*Assignment*. Which lines of the records below contain the word "openstreetmap"? Report each of them in full.

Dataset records

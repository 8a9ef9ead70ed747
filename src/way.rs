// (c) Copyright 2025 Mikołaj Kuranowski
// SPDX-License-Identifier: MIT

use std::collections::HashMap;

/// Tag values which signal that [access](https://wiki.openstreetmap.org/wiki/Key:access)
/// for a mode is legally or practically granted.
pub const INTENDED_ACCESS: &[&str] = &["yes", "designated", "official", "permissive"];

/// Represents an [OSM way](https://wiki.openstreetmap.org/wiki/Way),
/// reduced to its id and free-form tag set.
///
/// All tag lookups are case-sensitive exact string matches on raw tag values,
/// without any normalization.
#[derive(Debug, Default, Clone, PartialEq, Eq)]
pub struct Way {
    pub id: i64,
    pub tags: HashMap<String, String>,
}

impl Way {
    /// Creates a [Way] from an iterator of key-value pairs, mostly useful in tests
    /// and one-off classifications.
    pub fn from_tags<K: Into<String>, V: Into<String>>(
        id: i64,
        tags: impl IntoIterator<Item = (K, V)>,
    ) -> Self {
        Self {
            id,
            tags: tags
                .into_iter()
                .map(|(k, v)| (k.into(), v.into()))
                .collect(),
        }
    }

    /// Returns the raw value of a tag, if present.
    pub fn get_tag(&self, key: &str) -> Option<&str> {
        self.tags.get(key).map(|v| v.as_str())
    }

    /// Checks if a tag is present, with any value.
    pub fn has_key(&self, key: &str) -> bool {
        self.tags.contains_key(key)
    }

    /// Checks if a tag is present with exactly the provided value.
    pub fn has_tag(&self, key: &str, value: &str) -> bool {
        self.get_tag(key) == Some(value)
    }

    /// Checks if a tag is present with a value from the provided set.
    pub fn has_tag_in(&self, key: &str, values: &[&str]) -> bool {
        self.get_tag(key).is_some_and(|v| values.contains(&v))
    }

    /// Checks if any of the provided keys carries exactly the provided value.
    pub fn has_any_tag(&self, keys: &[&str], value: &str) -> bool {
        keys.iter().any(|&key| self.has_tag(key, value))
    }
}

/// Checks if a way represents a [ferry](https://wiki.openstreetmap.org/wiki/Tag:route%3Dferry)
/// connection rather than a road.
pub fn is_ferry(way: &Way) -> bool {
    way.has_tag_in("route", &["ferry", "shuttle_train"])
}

*Exercise response*.
/// Tag values which signal that [access](https://wiki.openstreetmap.org/wiki/Key:access)
/// Represents an [OSM way](https://wiki.openstreetmap.org/wiki/Way),
/// Checks if a way represents a [ferry](https://wiki.openstreetmap.org/wiki/Tag:route%3Dferry)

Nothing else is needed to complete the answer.